Habitantes de la noche, de Roger Vilar

Por Erika Rosete.

En este relato no se podrá encontrar el final feliz o la justicia poética propia de algunas piezas literarias. Será la oscuridad urbana y las sombras que se gestan en sus recobecos la esencia de esta novela, primera del narrador naturalizado mexicano Roger Vilar.

La actividad periodística y la narrativa de suspenso dotan a esta obra de un realismo que estremece y propicia interrogantes sobre el ritmo que al caer la noche tienen las calles que caminamos a diario, la transformación de las miradas de las personas que se internan en ellas; el universo de posibilidades de cada una de las puertas cansadas de las casas que quedan atrás en el camino, y sobre todo, la forma en la que esas realidades llegan hasta nuestros ojos, a veces, como titulares de nota roja.

Habitantes de la noche abre una ventana hacia el mundo que un reportero observa en parte, solo para saciar su necesidad de construir una noticia que impacte dentro de esa literatura rápida que es devorada día tras día.
La identidad de un escritor y vagabundo al mismo tiempo, loco y enigmático; y la aparición de una solitaria y frustrada mujer que más tarde caerá en el camino de un pintor lleno de culpas, son los canales que Vilar utiliza en su obra para demostrar que la oscuridad emana desde el interior de aquellos quienes pretenden acercarse y fundirse en ella.

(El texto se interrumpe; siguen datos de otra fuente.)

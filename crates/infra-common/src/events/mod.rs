//! # Event System
//! 
//! A high-performance, flexible event system for publish-subscribe communication patterns.
//! 
//! This module provides an event publishing and subscription system with multiple
//! implementations optimized for different use cases. Based on our benchmarks,
//! the Zero Copy implementation offers the best performance and is recommended for most uses.
//! 
//! ## Quick Start - Zero Copy Implementation
//! 
//! ```rust,no_run
//! use rvoip_infra_common::events::system::EventSystem;
//! use rvoip_infra_common::events::builder::{EventSystemBuilder, ImplementationType};
//! use rvoip_infra_common::events::types::{Event, EventPriority};
//! use rvoip_infra_common::events::api::EventSystem as EventSystemTrait;
//! use std::any::Any;
//! use std::time::Duration;
//! use serde::{Serialize, Deserialize};
//! 
//! // 1. Define your event type
//! #[derive(Clone, Debug, Serialize, Deserialize)]
//! struct MyEvent {
//!     id: u32,
//!     message: String,
//! }
//! 
//! // 2. Implement the Event trait
//! impl Event for MyEvent {
//!     fn event_type() -> &'static str {
//!         "my_event"
//!     }
//!     
//!     fn priority() -> EventPriority {
//!         EventPriority::Normal
//!     }
//!     
//!     fn as_any(&self) -> &dyn Any {
//!         self
//!     }
//! }
//! 
//! async fn example() -> Result<(), Box<dyn std::error::Error>> {
//!     // 3. Create a Zero Copy event system
//!     let system = EventSystemBuilder::new()
//!         .implementation(ImplementationType::ZeroCopy)
//!         .channel_capacity(1000)
//!         .max_concurrent_dispatches(500)
//!         .enable_priority(true)
//!         .shard_count(8)
//!         .build();
//!     
//!     // 4. Start the event system
//!     system.start().await?;
//!     
//!     // 5. Subscribe to events
//!     let mut subscriber = system.subscribe::<MyEvent>().await?;
//!     
//!     // 6. Create a publisher
//!     let publisher = system.create_publisher::<MyEvent>();
//!     
//!     // 7. Publish an event
//!     let event = MyEvent {
//!         id: 1,
//!         message: "Hello, World!".to_string(),
//!     };
//!     publisher.publish(event).await?;
//!     
//!     // 8. Receive an event
//!     match subscriber.receive_timeout(Duration::from_secs(1)).await {
//!         Ok(event) => println!("Received: id={}, message={}", event.id, event.message),
//!         Err(e) => println!("Error: {}", e),
//!     }
//!     
//!     // 9. Shutdown when done
//!     system.shutdown().await?;
//!     
//!     Ok(())
//! }
//! ```
//! 
//! ## Features of the Zero Copy Implementation
//! 
//! - **High Performance**: Benchmarked at ~2.2 million events/sec with 5 subscribers
//! - **Zero Copy**: Events are wrapped in Arc for minimal copying between publishers and subscribers
//! - **Prioritization**: Events can have different priority levels
//! - **Timeout Control**: Set timeouts for receiving operations
//! - **Concurrent Dispatching**: Configure how many events can be dispatched concurrently
//! - **Sharding**: Improve performance by using multiple shards
//! - **Batch Publishing**: Publish multiple events efficiently
//! - **Event Filtering**: Filter events based on their content
//! 
//! ## Configuration Options
//! 
//! When creating a Zero Copy event system, you can configure:
//! 
//! ```rust,no_run
//! use rvoip_infra_common::events::builder::{EventSystemBuilder, ImplementationType};
//! 
//! let system = EventSystemBuilder::new()
//!     .implementation(ImplementationType::ZeroCopy)
//!     .channel_capacity(10_000)        // Buffer size for channels
//!     .max_concurrent_dispatches(1000)  // Max concurrent event dispatching
//!     .enable_priority(true)           // Enable prioritized event handling
//!     .default_timeout(Some(std::time::Duration::from_secs(1)))  // Default timeout
//!     .shard_count(8)                  // Number of shards for performance
//!     .enable_metrics(true)            // Enable performance metrics
//!     .build();
//! ```
//!
//! ## Event Filtering
//!
//! The event system supports filtering events based on their content. This allows subscribers
//! to only receive events that meet specific criteria:
//!
//! ```rust,no_run
//! use rvoip_infra_common::events::system::EventSystem;
//! use rvoip_infra_common::events::builder::{EventSystemBuilder, ImplementationType};
//! use rvoip_infra_common::events::types::{Event, EventPriority, EventFilter};
//! use rvoip_infra_common::events::api::{EventSystem as EventSystemTrait, EventSubscriber, filters};
//! use std::any::Any;
//! use std::sync::Arc;
//! use serde::{Serialize, Deserialize};
//!
//! // Define an event type
//! #[derive(Clone, Debug, Serialize, Deserialize)]
//! struct UserEvent {
//!     user_id: u32,
//!     action: String,
//!     level: u8,
//! }
//!
//! // Implement the Event trait
//! impl Event for UserEvent {
//!     fn event_type() -> &'static str { "user_event" }
//!     fn priority() -> EventPriority { EventPriority::Normal }
//!     fn as_any(&self) -> &dyn Any { self }
//! }
//!
//! async fn filtering_example() -> Result<(), Box<dyn std::error::Error>> {
//!     let system = EventSystemBuilder::new()
//!         .implementation(ImplementationType::ZeroCopy)
//!         .build();
//!
//!     system.start().await?;
//!
//!     // Method 1: Subscribe with filter function
//!     let mut admin_events = system.subscribe_filtered::<UserEvent, _>(|event| {
//!         event.user_id == 1 && event.level >= 5  // Only admin (ID 1) and high-level events
//!     }).await?;
//!
//!     // Method 2: Using the filter utilities directly
//!     let user_filter = filters::field_equals(|e: &UserEvent| &e.user_id, 42);
//!     let level_filter = filters::field_matches(|e: &UserEvent| &e.level, |level| *level > 3);
//!     
//!     // Combine filters with AND
//!     let combined_filter = filters::and(user_filter, level_filter);
//!     
//!     let mut filtered_events = system.subscribe_with_filter::<UserEvent>(combined_filter).await?;
//!
//!     // Publishing events
//!     let publisher = system.create_publisher::<UserEvent>();
//!     
//!     // This will be received by the admin_events subscriber
//!     publisher.publish(UserEvent {
//!         user_id: 1,
//!         action: "login".to_string(),
//!         level: 8,
//!     }).await?;
//!     
//!     Ok(())
//! }
//! ```

// Shared components
pub mod bus;
pub mod registry;
pub mod subscriber;
pub mod types;
pub mod publisher;

// Core interfaces for the new API
pub mod api;
pub mod static_path;
pub mod zero_copy;
pub mod system;
pub mod builder;

// Phase 2.5: Global Event Coordination for Monolithic Event Integration
pub mod coordinator;
pub mod cross_crate;
pub mod config;
pub mod transport;

// Re-export commonly used items
pub use coordinator::{global_coordinator, GlobalEventCoordinator};
pub use config::{EventCoordinatorConfig, DeploymentConfig};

‘Isabel’, una hermosa mujer de poco más de treinta años, encarna la frustración total al enfrentarse a un trabajo que le resulta mediocre. En la lectura obligada de obras de superación personal encuentra la clave de la “dicha y triunfo” pero la falta de dinero y la soledad la orillan a buscar ayuda desesperada donde jamás imaginó.

‘Julio’, el pintor santurrón con la conciencia pervertida, es ese personaje que en su apariencia devela la incapacidad del hombre para ser totalmente libre (incluso de sí mismo). El óleo y el arte no le bastan; y el encuentro con ‘Isabel’, servirá sólo para saciar otra de sus temibles e inherentes culpas.

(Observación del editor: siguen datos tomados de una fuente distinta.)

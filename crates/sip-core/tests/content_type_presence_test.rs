//! Tests for presence-related ContentType functionality

use rvoip_sip_core::types::content_type::ContentType;
use std::str::FromStr;

#[test]
fn test_pidf_content_type() {
    // Create using helper method
    let pidf = ContentType::pidf();
    assert_eq!(pidf.to_string(), "application/pidf+xml");
    assert!(pidf.is_pidf());
    assert!(!pidf.is_sdp());
    
    // Parse from string
    let parsed = ContentType::from_str("application/pidf+xml").unwrap();
    assert!(parsed.is_pidf());
    assert_eq!(parsed.to_string(), "application/pidf+xml");
    
    // With charset parameter
    let with_charset = ContentType::from_str("application/pidf+xml;charset=UTF-8").unwrap();
    assert!(with_charset.is_pidf());
}

#[test]
fn test_sdp_content_type() {
    let sdp = ContentType::sdp();
    assert_eq!(sdp.to_string(), "application/sdp");
    assert!(sdp.is_sdp());
    assert!(!sdp.is_pidf());
}

#[test]
fn test_message_summary_content_type() {
    let mwi = ContentType::message_summary();
    assert_eq!(mwi.to_string(), "application/simple-message-summary");
}

#[test]
fn test_text_plain_content_type() {
    let text = ContentType::text_plain();
    assert_eq!(text.to_string(), "text/plain");
}

#[test]
fn test_add_parameter() {
    let mut pidf = ContentType::pidf();
    pidf.add_parameter("charset", "UTF-8");
    assert_eq!(pidf.to_string(), "application/pidf+xml;charset=\"UTF-8\"");
    
    let mut text = ContentType::text_plain();
    text.add_parameter("charset", "ISO-8859-1");
    assert_eq!(text.to_string(), "text/plain;charset=\"ISO-8859-1\"");
}

#[test]
fn test_content_type_in_builder() {
    use rvoip_sip_core::builder::SimpleRequestBuilder;
    use rvoip_sip_core::types::Method;
    
    // NOTIFY with PIDF body
    let notify = SimpleRequestBuilder::notify(
        "sip:alice@192.168.1.10:5060",
        "presence",
        "active;expires=3599"
    )
    .unwrap()
    .from("Bob", "sip:bob@example.com", Some("xyz987"))
    .to("Alice", "sip:alice@example.com", Some("1928301774"))
    .call_id("test-call-id")
    .cseq(1)
    .via("192.168.1.20:5060", "UDP", Some("z9hG4bK776branch"))
    .content_type("application/pidf+xml")
    .body("<presence entity=\"pres:bob@example.com\">...</presence>")
    .build();
    
    let notify_str = notify.to_string();
    assert!(notify_str.contains("Content-Type: application/pidf+xml"));
    
    // PUBLISH with PIDF body
    let publish = SimpleRequestBuilder::publish("sip:alice@example.com", "presence")
        .unwrap()
        .from("Alice", "sip:alice@example.com", Some("1928301774"))
        .to("Alice", "sip:alice@example.com", None)
        .call_id("test-call-id")
        .cseq(1)
        .via("192.168.1.10:5060", "UDP", Some("z9hG4bK776asdhds"))
        .content_type("application/pidf+xml")
        .body("<presence entity=\"pres:alice@example.com\">...</presence>")
        .build();
    
    let publish_str = publish.to_string();
    assert!(publish_str.contains("Content-Type: application/pidf+xml"));
}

‘Ribalta’, el reportero nocturno y ensimismado, obsesionado en jugar con la realidad a modo de convertirla en circo en cada nota periodística, en cada titular o con cada palabra que lograba escribir sobre lo que sucedía alrededor de un ser extraño y trastornado al que observa como una mina de oro y a la vez, con cierto desdén.

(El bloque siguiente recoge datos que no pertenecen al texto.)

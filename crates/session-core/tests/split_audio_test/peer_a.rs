//! Peer A (UAC) - Makes the call and sends 440Hz tone
//! 
//! This is a split version of the integration test to run as separate processes

use rvoip_session_core::{
    SessionManagerBuilder,
    SessionControl,
    MediaControl,
    api::{
        types::{AudioFrame, CallSession, CallState, IncomingCall, CallDecision},
        handlers::CallHandler,
    },
};
use std::f32::consts::PI;
use std::path::{Path, PathBuf};
use std::sync::Arc;
use tokio::sync::Mutex;
use tokio::time::{sleep, Duration, timeout};
use hound::{WavWriter, WavSpec};
use async_trait::async_trait;

const SAMPLE_RATE: u32 = 8000;
const CHANNELS: u16 = 1;
const BITS_PER_SAMPLE: u16 = 16;
const DURATION_SECS: f32 = 5.0;
const FRAME_DURATION_MS: u32 = 20;

fn generate_tone(frequency: f32, sample_rate: u32, duration: f32) -> Vec<i16> {
    let num_samples = (sample_rate as f32 * duration) as usize;
    let mut samples = Vec::with_capacity(num_samples);
    
    for i in 0..num_samples {
        let t = i as f32 / sample_rate as f32;
        let sample = (2.0 * PI * frequency * t).sin();
        let sample_i16 = (sample * 16384.0) as i16;
        samples.push(sample_i16);
    }
    
    samples
}

fn save_wav(path: &Path, samples: &[i16], sample_rate: u32) -> Result<(), Box<dyn std::error::Error>> {
    let spec = WavSpec {
        channels: CHANNELS,
        sample_rate,
        bits_per_sample: BITS_PER_SAMPLE,
        sample_format: hound::SampleFormat::Int,
    };
    
    let mut writer = WavWriter::create(path, spec)?;
    for &sample in samples {
        writer.write_sample(sample)?;
    }
    writer.finalize()?;
    
    Ok(())
}

struct AudioCapture {
    samples: Vec<i16>,
    path: PathBuf,
}

impl AudioCapture {
    fn new(path: PathBuf) -> Self {
        Self {
            samples: Vec::new(),
            path,
        }
    }
    
    fn add_frame(&mut self, frame: &AudioFrame) {
        self.samples.extend_from_slice(&frame.samples);
    }
    
    fn save(&self) -> Result<(), Box<dyn std::error::Error>> {
        if self.samples.is_empty() {
            tracing::warn!("No audio samples captured for {}", self.path.display());
        } else {
            tracing::info!("Saving {} audio samples to {}", self.samples.len(), self.path.display());
        }
        save_wav(&self.path, &self.samples, SAMPLE_RATE)?;
        Ok(())
    }
}

#[derive(Debug)]
struct DummyHandler;

#[async_trait]
impl CallHandler for DummyHandler {
    async fn on_incoming_call(&self, _call: IncomingCall) -> CallDecision {
        // Peer A doesn't receive calls
        CallDecision::Reject("Peer A doesn't accept calls".to_string())
    }
    
    async fn on_call_established(&self, _call: CallSession, _local_sdp: Option<String>, _remote_sdp: Option<String>) {}
    async fn on_call_ended(&self, _call: CallSession, _reason: &str) {}
}

#[tokio::main]
async fn main() -> Result<(), Box<dyn std::error::Error>> {
    tracing_subscriber::fmt()
        .with_env_filter(
            tracing_subscriber::EnvFilter::from_default_env()
                .add_directive(tracing::Level::INFO.into())
        )
        .init();
    
    tracing::info!("🎵 Peer A (UAC) starting on port 5060...");
    
    // Create output directory
    let test_dir = PathBuf::from("tests/split_audio_test");
    let session_a_dir = test_dir.join("peer_a");
    std::fs::create_dir_all(&session_a_dir)?;
    
    // Generate 440Hz tone
    let tone_440 = generate_tone(440.0, SAMPLE_RATE, DURATION_SECS);
    save_wav(&session_a_dir.join("input.wav"), &tone_440, SAMPLE_RATE)?;
    tracing::info!("💾 Saved 440Hz input tone");
    
    // Create Peer A coordinator
    let coordinator_a = SessionManagerBuilder::new()
        .with_sip_port(5060)
        .with_local_address("sip:peer_a@127.0.0.1:5060")
        .with_local_bind_addr("127.0.0.1:5060".parse().unwrap())
        .with_media_ports(40000, 41000)
        .with_handler(Arc::new(DummyHandler))
        .build()
        .await?;
    
    tracing::info!("✅ Peer A coordinator started");
    
    // Give Peer B time to start
    sleep(Duration::from_secs(2)).await;
    
    // Make the call
    tracing::info!("📞 Peer A calling Peer B...");
    
    let prepared_call = coordinator_a.prepare_outgoing_call(
        "sip:peer_a@127.0.0.1:5060",
        "sip:peer_b@127.0.0.1:5061",
    ).await?;
    
    tracing::info!("Prepared call with RTP port: {}", prepared_call.local_rtp_port);
    
    let session_a = coordinator_a.initiate_prepared_call(&prepared_call).await?;
    let session_id_a = session_a.id.clone();
    tracing::info!("✅ Call initiated: {}", session_id_a);
    
    // Wait for call to be active
    loop {
        if let Some(session) = SessionControl::get_session(&coordinator_a, &session_id_a).await? {
            if session.state() == &CallState::Active {
                tracing::info!("✅ Call is active");
                break;
            }
        }
        sleep(Duration::from_millis(100)).await;
    }
    
    // Wait for media to be ready
    sleep(Duration::from_secs(2)).await;
    
    // Set up audio capture
    let capture_a = Arc::new(Mutex::new(AudioCapture::new(session_a_dir.join("output.wav"))));
    
    // Subscribe to audio frames
    tracing::info!("📻 Subscribing to audio frames");
    let mut audio_rx = MediaControl::subscribe_to_audio_frames(&coordinator_a, &session_id_a).await?;
    
    // Send audio frames
    let frames_per_second = 1000 / FRAME_DURATION_MS;
    let total_frames = (frames_per_second * DURATION_SECS as u32) as usize;
    let samples_per_frame = SAMPLE_RATE as usize / frames_per_second as usize;
    
    tracing::info!("🎵 Sending {} frames of 440Hz tone", total_frames);
    
    // Spawn receiver task
    let capture_clone = capture_a.clone();
    let receiver = tokio::spawn(async move {
        let mut count = 0;
        while let Ok(Some(frame)) = timeout(Duration::from_millis(100), audio_rx.recv()).await {
            capture_clone.lock().await.add_frame(&frame);
            count += 1;
        }
        tracing::info!("Peer A received {} frames", count);
    });
    
    // Send frames
    for i in 0..total_frames {
        let start = i * samples_per_frame;
        let end = std::cmp::min(start + samples_per_frame, tone_440.len());
        
        if start >= tone_440.len() {
            break;
        }
        
        let frame_samples = tone_440[start..end].to_vec();
        let frame = AudioFrame {
            samples: frame_samples,
            sample_rate: SAMPLE_RATE,
            channels: 1,
            duration: Duration::from_millis(FRAME_DURATION_MS as u64),
            timestamp: (i * samples_per_frame) as u32,
        };
        
        MediaControl::send_audio_frame(&coordinator_a, &session_id_a, frame).await?;
        sleep(Duration::from_millis(FRAME_DURATION_MS as u64)).await;
    }
    
    tracing::info!("✅ Finished sending audio");
    
    // Wait a bit for remaining frames
    sleep(Duration::from_secs(1)).await;
    
    // Stop receiver
    receiver.abort();
    
    // Save captured audio
    capture_a.lock().await.save()?;
    
    // Terminate session
    tracing::info!("🧹 Terminating session");
    SessionControl::terminate_session(&coordinator_a, &session_id_a).await?;
    
    // Shutdown
    sleep(Duration::from_secs(1)).await;
    coordinator_a.stop().await?;
    
    tracing::info!("✅ Peer A done");
    tracing::info!("Check audio files in: {}", session_a_dir.display());
    
    Ok(())
}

Quizá sea ‘Joseph Alda’, en cuya mirada abismal se agolpa una vida enigmática, quien aflore su lado más oscuro. Incluso arropado por una gabardina y sombrero de ala ancha, ‘Alda’ creará a lo largo de este relato su propio mito, el del escritor frustrado (como casi todos los personajes de este micro universo) que narra cada acto terrible que ha cruzado pormsu mente o que ha realizado.

El reportero, el escritor, el pintor y la mujer son retratos de una misma violencia, la que se produce en nuestro entorno inmediato. Titulares, sueños, frustraciones y hasta los más bajos instintos humanos brotarán de cada una de las páginas para recordarnos que, la mayoría de las veces, podemos convertirnos en esos habitantes de la noche que no terminan nunca de explorar el mundo y de arrojar sobre sí mismos y sobre lo que les rodea todas sus ansias y capacidad de lastimar y maravillar.

La oscuridad es, en esta historia, una excusa pertinente para saldar cuentas con la moral y al mismo tiempo para convulsionarla, enfrentarla y darle vueltas para llegar hasta los inimaginables rincones de nuestro ser. Lo interesante será las veces en las que nos descubramos dentro de alguno de los personajes de Roger Vilar.

Vilar, Roger. Habitantes de la noche. México: Editorial De Otro Tipo, 2014.